RECORDS FOR THIS TASK >>
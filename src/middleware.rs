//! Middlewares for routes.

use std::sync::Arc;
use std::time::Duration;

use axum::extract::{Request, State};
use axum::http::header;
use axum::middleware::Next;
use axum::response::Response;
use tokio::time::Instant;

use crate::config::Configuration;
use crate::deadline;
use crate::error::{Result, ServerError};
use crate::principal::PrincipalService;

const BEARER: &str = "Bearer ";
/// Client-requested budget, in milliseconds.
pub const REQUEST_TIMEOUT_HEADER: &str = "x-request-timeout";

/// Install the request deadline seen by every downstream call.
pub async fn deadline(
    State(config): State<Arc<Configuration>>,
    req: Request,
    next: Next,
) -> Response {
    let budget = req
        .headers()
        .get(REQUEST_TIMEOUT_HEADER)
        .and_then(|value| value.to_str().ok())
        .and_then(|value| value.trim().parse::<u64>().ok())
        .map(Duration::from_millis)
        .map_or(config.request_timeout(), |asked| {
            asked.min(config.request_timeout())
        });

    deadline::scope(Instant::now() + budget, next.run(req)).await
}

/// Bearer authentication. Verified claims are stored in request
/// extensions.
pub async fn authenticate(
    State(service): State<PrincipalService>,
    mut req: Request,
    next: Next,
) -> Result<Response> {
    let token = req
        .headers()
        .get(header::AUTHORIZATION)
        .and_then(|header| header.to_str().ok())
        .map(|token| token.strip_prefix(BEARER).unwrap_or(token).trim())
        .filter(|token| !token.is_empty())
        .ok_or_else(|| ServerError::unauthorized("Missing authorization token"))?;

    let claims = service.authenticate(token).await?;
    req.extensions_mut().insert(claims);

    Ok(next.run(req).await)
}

PROMPT >> Tally the lines of the material that hold the word "await", and state only that tally.

RESPONSE TO THIS EXERCISE >> 3